Tigerthatcameforbrunch · 14/09/2025 12:26

Sometimes we see partners as difficult because they are standing up for the person that they love. I am also known (like your brother) as the kind, hardworking and easy going one in our family. As it is my brother gets a lot of support, help and leeway. My partner sees how are family dynamic is and knows that whilst I keep the peace is does upset me. And he pushes back with my family on my behalf.

Are you sure that you don't like your SIL because she disrupts the easy life your DB has always facilitated.

fasshionseeker · 14/09/2025 12:28

It's very very commmon for men (and it is always men) to marry women that do not get on with their family (particularly female members of the family - the mothers and sisters but all of them fathers, brothers and sisters in law included). Prince Harry and Brookyln Beckham current illustrations. Beckham is a good example because the Beckhams' seemed like a very close family before he got married. Harry, William and Kate seemed close as well.

I think there are two big factors in play.

One is that subconsciously the men are acting out - choosing someone unlike their family or previous gfs who have fitted in - precisely because they want to make a statement, 'show them', or feel like they weren't the favorite and want a woman who is 'different' and prioritises them (for which read love bombs them). I don't think it is a conscious thing; none of them would recognise it but that is what is going on. Subconsciously they want to make a 'break away' statement because they feel slighted in some way - a sibling is preferred or they weren't the centre of attention.

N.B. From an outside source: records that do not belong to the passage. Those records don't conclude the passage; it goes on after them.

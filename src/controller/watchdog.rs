//! Background member monitor.
//!
//! Once a replica set of a cluster is initialized, a watchdog task is started
//! for that cluster. Between reconciliations it re-probes the members known
//! from the pod cache, logs the ones that stopped answering and keeps the
//! member gauges current. It never changes anything on the cluster.

use std::collections::{BTreeMap, HashMap};
use std::sync::{Arc, Mutex, MutexGuard, RwLock};
use std::time::Duration;

use tokio::sync::watch;
use tokio::task::JoinHandle;
use tracing::{debug, info, warn};

use crate::client::{Credentials, MemberConnector};
use crate::controller::topology_probe::TopologyProber;
use crate::health::HealthState;

/// Member addresses per replica set, per cluster key (`namespace/cluster`).
///
/// Written by the reconciler after every pod listing, read by watchdogs.
#[derive(Clone, Debug, Default)]
pub struct PodCache {
    inner: Arc<RwLock<HashMap<String, BTreeMap<String, Vec<String>>>>>,
}

impl PodCache {
    pub fn new() -> Self {
        Self::default()
    }

    pub fn key(namespace: &str, cluster: &str) -> String {
        format!("{}/{}", namespace, cluster)
    }

    /// Record the current member addresses of a replica set.
    pub fn update(&self, cluster_key: &str, replset: &str, addresses: Vec<String>) {
        let mut inner = self.inner.write().unwrap_or_else(|e| e.into_inner());
        inner
            .entry(cluster_key.to_string())
            .or_default()
            .insert(replset.to_string(), addresses);
    }

    /// Snapshot of all replica sets of a cluster.
    pub fn get(&self, cluster_key: &str) -> BTreeMap<String, Vec<String>> {
        let inner = self.inner.read().unwrap_or_else(|e| e.into_inner());
        inner.get(cluster_key).cloned().unwrap_or_default()
    }

    pub fn remove(&self, cluster_key: &str) {
        let mut inner = self.inner.write().unwrap_or_else(|e| e.into_inner());
        inner.remove(cluster_key);
    }
}

/// What a watchdog task needs.
///
/// `credentials` seeds a running task; later calls to
/// [`WatchdogRegistry::ensure_started`] replace them in place.
#[derive(Clone)]
pub struct WatchdogConfig {
    pub namespace: String,
    pub cluster: String,
    pub interval: Duration,
    pub dial_timeout: Duration,
    pub credentials: Option<Credentials>,
}

struct WatchdogHandle {
    stop: watch::Sender<bool>,
    credentials: watch::Sender<Option<Credentials>>,
    task: JoinHandle<()>,
}

/// Tracks running watchdogs; at most one per cluster key.
#[derive(Clone, Default)]
pub struct WatchdogRegistry {
    running: Arc<Mutex<HashMap<String, WatchdogHandle>>>,
}

impl WatchdogRegistry {
    pub fn new() -> Self {
        Self::default()
    }

    fn lock(&self) -> MutexGuard<'_, HashMap<String, WatchdogHandle>> {
        self.running.lock().unwrap_or_else(|e| e.into_inner())
    }

    /// Start a watchdog for `config`'s cluster unless one is already running.
    ///
    /// A running watchdog keeps its task but picks up `config.credentials`
    /// from its next round on. Returns true if a new task was spawned. Must
    /// be called from within a Tokio runtime.
    pub fn ensure_started(
        &self,
        config: WatchdogConfig,
        connector: Arc<dyn MemberConnector>,
        pods: PodCache,
        health: Option<Arc<HealthState>>,
    ) -> bool {
        let key = PodCache::key(&config.namespace, &config.cluster);
        let mut running = self.lock();
        if let Some(handle) = running.get(&key).filter(|h| !h.task.is_finished()) {
            let replaced = handle.credentials.send_if_modified(|current| {
                if *current == config.credentials {
                    return false;
                }
                current.clone_from(&config.credentials);
                true
            });
            if replaced {
                info!(cluster = %key, "Watchdog credentials updated");
            }
            return false;
        }

        let (stop, stop_rx) = watch::channel(false);
        let (credentials, credentials_rx) = watch::channel(config.credentials.clone());
        info!(cluster = %key, interval_secs = config.interval.as_secs(), "Starting watchdog");
        let task = tokio::spawn(run_watchdog(
            config,
            connector,
            pods,
            health,
            credentials_rx,
            stop_rx,
        ));
        running.insert(
            key,
            WatchdogHandle {
                stop,
                credentials,
                task,
            },
        );
        true
    }

    /// Stop the watchdog of a cluster. Returns true if one was running.
    pub fn stop(&self, namespace: &str, cluster: &str) -> bool {
        let key = PodCache::key(namespace, cluster);
        match self.lock().remove(&key) {
            Some(handle) => {
                // The task may already be gone; nothing to do then
                let _ = handle.stop.send(true);
                info!(cluster = %key, "Stopped watchdog");
                true
            }
            None => false,
        }
    }

    pub fn is_running(&self, namespace: &str, cluster: &str) -> bool {
        self.lock()
            .get(&PodCache::key(namespace, cluster))
            .is_some_and(|h| !h.task.is_finished())
    }

    /// Stop every watchdog, used on shutdown.
    pub fn stop_all(&self) {
        for (_, handle) in self.lock().drain() {
            let _ = handle.stop.send(true);
        }
    }
}

async fn run_watchdog(
    config: WatchdogConfig,
    connector: Arc<dyn MemberConnector>,
    pods: PodCache,
    health: Option<Arc<HealthState>>,
    credentials: watch::Receiver<Option<Credentials>>,
    mut stop: watch::Receiver<bool>,
) {
    let key = PodCache::key(&config.namespace, &config.cluster);
    loop {
        tokio::select! {
            _ = tokio::time::sleep(config.interval) => {}
            changed = stop.changed() => {
                if changed.is_err() || *stop.borrow() {
                    debug!(cluster = %key, "Watchdog exiting");
                    return;
                }
            }
        }

        let current = credentials.borrow().clone();
        let prober = TopologyProber::new(connector.as_ref(), current, config.dial_timeout);
        for (replset, addresses) in pods.get(&key) {
            let refresh = prober.refresh_members(&addresses).await;
            if !refresh.unreachable.is_empty() {
                warn!(
                    cluster = %key,
                    replset = %replset,
                    unreachable = ?refresh.unreachable,
                    "Replica set members not answering"
                );
            }
            if let Some(health) = &health {
                health.metrics.record_member_probe(
                    &config.namespace,
                    &config.cluster,
                    &replset,
                    refresh.members.len(),
                    refresh.unreachable.len(),
                );
            }
        }
    }
}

The second is that some women (not all, but some) are insecure and competitive. This can depend on their own experiences of family but can't accept that you can love more than one person and loving a wife is not exclusive of loving a mother or a sister. This competitiveness means the wife repeatedly and unnecessarily forces a flex where the man has to show his wife she is more important. Over time, unsurprisingly, this causes conflict and resentment with the birth family.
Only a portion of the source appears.